Progressive loss of retinal ganglion cells results in bilateral optic atrophy and irreversible visual failure. Optic atrophy is diagnosed on average age around the age of 15 years old and it is associated with reduced visual acuity, marked impairment of colour vision, and a central or caecocentral scotoma on visual field testing. Retinal ganglion cell loss can be detected on optical coherence tomography (OCT), with diffuse thinning of the retinal nerve fibre layer (RNFL) on peripapillary OCT and generalised loss of the ganglion cell layer on macular OCT. In the early stages of disease, thinning of the RNFL preferentially involves the papillomacular bundle with marked involvement of the retinal nerve fibres in the temporal quadrant. There is evidence that macular OCT could prove useful in differentiating between patients with dominant and recessive mutations of the WFS1 gene that leads to the development of Wolfram syndrome. Optic atrophy with or without sensorineural hearing loss are frequent manifestations of the dominant form of the disease.

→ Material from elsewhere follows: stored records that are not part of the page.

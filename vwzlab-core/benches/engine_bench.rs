//! Criterion benchmarks for VWZLab hot paths.
//!
//! Benchmarks:
//! 1. Indicator precompute (full IndicatorSet)
//! 2. Snapshot construction (regime and volume profile per bar)
//! 3. Full backtest per condition family
//! 4. Hedge-mode backtest

use criterion::{black_box, criterion_group, criterion_main, BenchmarkId, Criterion};

use vwzlab_core::config::StrategyConfig;
use vwzlab_core::indicators::IndicatorSet;
use vwzlab_core::snapshot::SnapshotBuilder;
use vwzlab_core::{Backtester, Bar};

// ── Helpers ──────────────────────────────────────────────────────────

fn make_bars(n: usize) -> Vec<Bar> {
    let base = chrono::NaiveDate::from_ymd_opt(2020, 1, 2)
        .unwrap()
        .and_hms_opt(0, 0, 0)
        .unwrap();
    (0..n)
        .map(|i| {
            let close = 100.0 + (i as f64 * 0.1).sin() * 10.0;
            let open = close - 0.3;
            Bar {
                timestamp: base + chrono::Duration::minutes(i as i64),
                open,
                high: close + 1.5,
                low: close - 1.5,
                close,
                volume: 1_000_000.0 + (i % 500_000) as f64,
            }
        })
        .collect()
}

fn config_for(condition: &str) -> StrategyConfig {
    let mut config = StrategyConfig::default();
    config.entry.long_condition = condition.into();
    config.entry.short_condition = condition.into();
    config
}

// ── 1. Indicator Precompute ──────────────────────────────────────────

fn bench_indicators(c: &mut Criterion) {
    let mut group = c.benchmark_group("indicator_precompute");
    let config = StrategyConfig::default();

    for &bar_count in &[500, 2_000, 10_000] {
        let bars = make_bars(bar_count);
        group.bench_with_input(
            BenchmarkId::new("indicator_set", bar_count),
            &bar_count,
            |b, _| b.iter(|| IndicatorSet::compute(black_box(&bars), black_box(&config.indicators))),
        );
    }

    group.finish();
}

// ── 2. Snapshot Construction ─────────────────────────────────────────

fn bench_snapshots(c: &mut Criterion) {
    let mut group = c.benchmark_group("snapshots");
    let config = StrategyConfig::default();
    let bars = make_bars(2_000);
    let set = IndicatorSet::compute(&bars, &config.indicators);
    let builder = SnapshotBuilder::new(&bars, &set, &config);

    group.bench_function("build_2000", |b| {
        b.iter(|| builder.iter().count());
    });

    group.finish();
}

// ── 3. Backtest Per Condition ────────────────────────────────────────

fn bench_backtest(c: &mut Criterion) {
    let mut group = c.benchmark_group("backtest");
    let bars = make_bars(2_000);

    for condition in ["default", "macd", "bbw", "combined", "volume_cluster"] {
        let bt = Backtester::with_builtin(config_for(condition)).unwrap();
        group.bench_with_input(
            BenchmarkId::new(condition, bars.len()),
            &bars,
            |b, bars| b.iter(|| bt.run(black_box(bars))),
        );
    }

    group.finish();
}

// ── 4. Hedge Mode ────────────────────────────────────────────────────

fn bench_hedge(c: &mut Criterion) {
    let mut group = c.benchmark_group("hedge");
    let bars = make_bars(2_000);
    let mut config = config_for("dmi");
    config.hedge.enabled = true;
    let bt = Backtester::with_builtin(config).unwrap();

    group.bench_function("dmi_2000", |b| {
        b.iter(|| bt.run(black_box(&bars)));
    });

    group.finish();
}

criterion_group!(
    benches,
    bench_indicators,
    bench_snapshots,
    bench_backtest,
    bench_hedge,
);
criterion_main!(benches);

Other ophthalmologic findings reported in WFS include congenital cataracts (rare; described in families with dominant WFS1 mutations) and nystagmus. Diabetic retinopathy is uncommon, despite co-occurrence of diabetes mellitus.

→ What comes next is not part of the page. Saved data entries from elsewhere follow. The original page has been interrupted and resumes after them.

//! Look-ahead contamination tests for the indicator pipeline and snapshots.
//!
//! No value at bar t may depend on bar t+1 or later. Each test computes on a
//! truncated series (bars 0..100) and the full series (bars 0..200) and
//! asserts the shared prefix is identical, NaN included.

use chrono::{Duration, NaiveDate};
use vwzlab_core::config::StrategyConfig;
use vwzlab_core::indicators::{indicator_suite, Indicator, IndicatorSet};
use vwzlab_core::snapshot::SnapshotBuilder;
use vwzlab_core::Bar;

/// Deterministic pseudo-random walk with realistic OHLCV variation.
fn make_test_bars(n: usize) -> Vec<Bar> {
    let base = NaiveDate::from_ymd_opt(2024, 1, 2)
        .unwrap()
        .and_hms_opt(9, 30, 0)
        .unwrap();
    let mut bars = Vec::with_capacity(n);
    let mut price = 100.0;

    for i in 0..n {
        let seed = (i as u64).wrapping_mul(6364136223846793005).wrapping_add(1442695040888963407);
        let change = ((seed >> 33) % 200) as f64 / 100.0 - 1.0; // -1.0 to +1.0
        let open = price;
        price = (price + change).max(10.0);
        let close = price;
        let wick = 0.3 + ((seed >> 40) % 10) as f64 * 0.05;

        bars.push(Bar {
            timestamp: base + Duration::minutes(i as i64),
            open,
            high: open.max(close) + wick,
            low: open.min(close) - wick,
            close,
            volume: 1_000.0 + ((seed >> 20) % 5_000) as f64,
        });
    }
    bars
}

fn same(a: f64, b: f64) -> bool {
    (a.is_nan() && b.is_nan()) || a == b
}

fn assert_prefix_identical(name: &str, short: &[f64], full: &[f64]) {
    assert_eq!(short.len(), 100, "{name}: wrong length");
    for (i, (&s, &f)) in short.iter().zip(full).enumerate() {
        assert!(same(s, f), "{name}: bar {i} differs ({s} vs {f})");
    }
}

#[test]
fn single_series_indicators_ignore_future_bars() {
    let bars = make_test_bars(200);
    let config = StrategyConfig::default();
    for indicator in indicator_suite(&config.indicators) {
        let short = indicator.compute(&bars[..100]);
        let full = indicator.compute(&bars);
        assert_prefix_identical(indicator.name(), &short, &full);
    }
}

#[test]
fn indicator_set_ignores_future_bars() {
    let bars = make_test_bars(200);
    let config = StrategyConfig::default();
    let short = IndicatorSet::compute(&bars[..100], &config.indicators);
    let full = IndicatorSet::compute(&bars, &config.indicators);

    let pairs: [(&str, &[f64], &[f64]); 15] = [
        ("ema_short", &short.ema_short, &full.ema_short),
        ("ema_long", &short.ema_long, &full.ema_long),
        ("zscore", &short.zscore, &full.zscore),
        ("vwz", &short.vwz, &full.vwz),
        ("adaptive_vwz", &short.adaptive_vwz, &full.adaptive_vwz),
        ("bandwidth", &short.bandwidth, &full.bandwidth),
        ("bandwidth_z", &short.bandwidth_z, &full.bandwidth_z),
        ("adx", &short.adx, &full.adx),
        ("plus_di", &short.plus_di, &full.plus_di),
        ("minus_di", &short.minus_di, &full.minus_di),
        ("dx", &short.dx, &full.dx),
        ("macd", &short.macd, &full.macd),
        ("macd_signal", &short.macd_signal, &full.macd_signal),
        ("macd_hist", &short.macd_hist, &full.macd_hist),
        ("box_range", &short.box_range, &full.box_range),
    ];
    for (name, s, f) in pairs {
        assert_prefix_identical(name, s, f);
    }
}

#[test]
fn snapshots_ignore_future_bars() {
    let bars = make_test_bars(200);
    let config = StrategyConfig::default();
    let short_set = IndicatorSet::compute(&bars[..100], &config.indicators);
    let full_set = IndicatorSet::compute(&bars, &config.indicators);
    let short = SnapshotBuilder::new(&bars[..100], &short_set, &config);
    let full = SnapshotBuilder::new(&bars, &full_set, &config);

    for i in [0, 1, 50, 69, 99] {
        let a = serde_json::to_string(&short.build(i).unwrap()).unwrap();
        let b = serde_json::to_string(&full.build(i).unwrap()).unwrap();
        assert_eq!(a, b, "snapshot {i} differs");
    }
}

• Assessment by an ophthalmologist with expertise in neuro-ophthalmology or ocular genetics can be helpful to distinguish Wolfram syndrome from other inherited optic neuropathies, such as Leber hereditary optic neuropathy (LHON) and autosomal dominant optic atrophy (DOA), and guide investigations for optic atrophy and genetic testing.
• The initial ophthalmologic assessment should include: refraction to determine best-corrected visual acuity, colour vision testing, funduscopy, ideally with a slit-lamp examination, visual field perimetry, and OCT imaging of the optic nerves and macula.

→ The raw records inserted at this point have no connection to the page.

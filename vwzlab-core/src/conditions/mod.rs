//! Entry/exit conditions: named, swappable predicates over a snapshot.
//!
//! A condition belongs to one side of the book and maps an
//! [`IndicatorSnapshot`] plus the strategy configuration to a
//! [`ConditionSignal`]. Both flags false means "no opinion". A force-exit
//! from the condition of side S asks the engine to leave the S position.
//!
//! Conditions never hold mutable state and never read configuration from
//! anywhere but their `config` argument.

pub mod agreement;
pub mod dmi;
pub mod inverse;
pub mod macd;
pub mod regime;
pub mod registry;
pub mod trend;
pub mod volume_cluster;

pub use agreement::PatternAgreement;
pub use dmi::DirectionalCross;
pub use inverse::InverseBandwidth;
pub use macd::MacdZeroCross;
pub use regime::BandwidthRegime;
pub use registry::ConditionRegistry;
pub use trend::TrendContinuation;
pub use volume_cluster::VolumeCluster;

use serde::Serialize;

use crate::config::StrategyConfig;
use crate::domain::Direction;
use crate::snapshot::IndicatorSnapshot;

// ─── Error type ──────────────────────────────────────────────────────

#[derive(Debug, Clone, PartialEq, thiserror::Error)]
pub enum ConditionError {
    #[error("no {side} entry condition named '{name}'")]
    UnknownCondition { side: Direction, name: String },
}

// ─── Contract ────────────────────────────────────────────────────────

/// Outcome of one condition evaluation.
#[derive(Debug, Clone, Copy, Default, PartialEq, Eq, Serialize)]
pub struct ConditionSignal {
    pub enter: bool,
    pub force_exit: bool,
}

impl ConditionSignal {
    pub const NONE: Self = Self {
        enter: false,
        force_exit: false,
    };

    pub fn enter() -> Self {
        Self {
            enter: true,
            force_exit: false,
        }
    }

    pub fn exit() -> Self {
        Self {
            enter: false,
            force_exit: true,
        }
    }

    /// Entry-only signal.
    pub fn entry_if(cond: bool) -> Self {
        Self {
            enter: cond,
            force_exit: false,
        }
    }

    pub fn is_none(&self) -> bool {
        !self.enter && !self.force_exit
    }
}

/// A pure entry/exit rule for one side of the book.
pub trait EntryCondition: Send + Sync {
    /// Registry key (e.g. "macd").
    fn name(&self) -> &'static str;

    /// Side this condition trades.
    fn direction(&self) -> Direction;

    fn evaluate(&self, snapshot: &IndicatorSnapshot, config: &StrategyConfig) -> ConditionSignal;
}

/// Short EMA above (long side) or below (short side) the long EMA.
/// Undefined values never satisfy the relation.
pub(crate) fn ema_aligned(snapshot: &IndicatorSnapshot, direction: Direction) -> bool {
    let (short, long) = (snapshot.ema_short.last(), snapshot.ema_long.last());
    match direction {
        Direction::Long => short > long,
        Direction::Short => short < long,
    }
}

/// +DI above -DI for longs, below for shorts.
pub(crate) fn directional_favors(snapshot: &IndicatorSnapshot, direction: Direction) -> bool {
    let (plus, minus) = (snapshot.plus_di.last(), snapshot.minus_di.last());
    match direction {
        Direction::Long => plus > minus,
        Direction::Short => plus < minus,
    }
}


#[cfg(test)]
mod tests {
    use super::test_support::{snapshot, w};
    use super::*;

    #[test]
    fn undefined_ema_never_aligns() {
        let mut s = snapshot();
        s.ema_short = w(&[f64::NAN]);
        s.ema_long = w(&[100.0]);
        assert!(!ema_aligned(&s, Direction::Long));
        assert!(!ema_aligned(&s, Direction::Short));
    }

    #[test]
    fn directional_pair_sides() {
        let mut s = snapshot();
        s.plus_di = w(&[30.0]);
        s.minus_di = w(&[10.0]);
        assert!(directional_favors(&s, Direction::Long));
        assert!(!directional_favors(&s, Direction::Short));
    }

    #[test]
    fn signal_constructors() {
        assert!(ConditionSignal::NONE.is_none());
        assert!(ConditionSignal::enter().enter);
        assert!(ConditionSignal::exit().force_exit);
        assert_eq!(ConditionSignal::entry_if(false), ConditionSignal::NONE);
    }
}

• Correction of refractive error (if significant).
• Early involvement of low vision services, occupational therapy, and input from patient organisations and RNIB.
• Genetic counselling for family members and carrier testing when indicated.
• Annual eye examination to measure visual acuity and for funduscopy, and if possible, visual field perimetry and OCT imaging.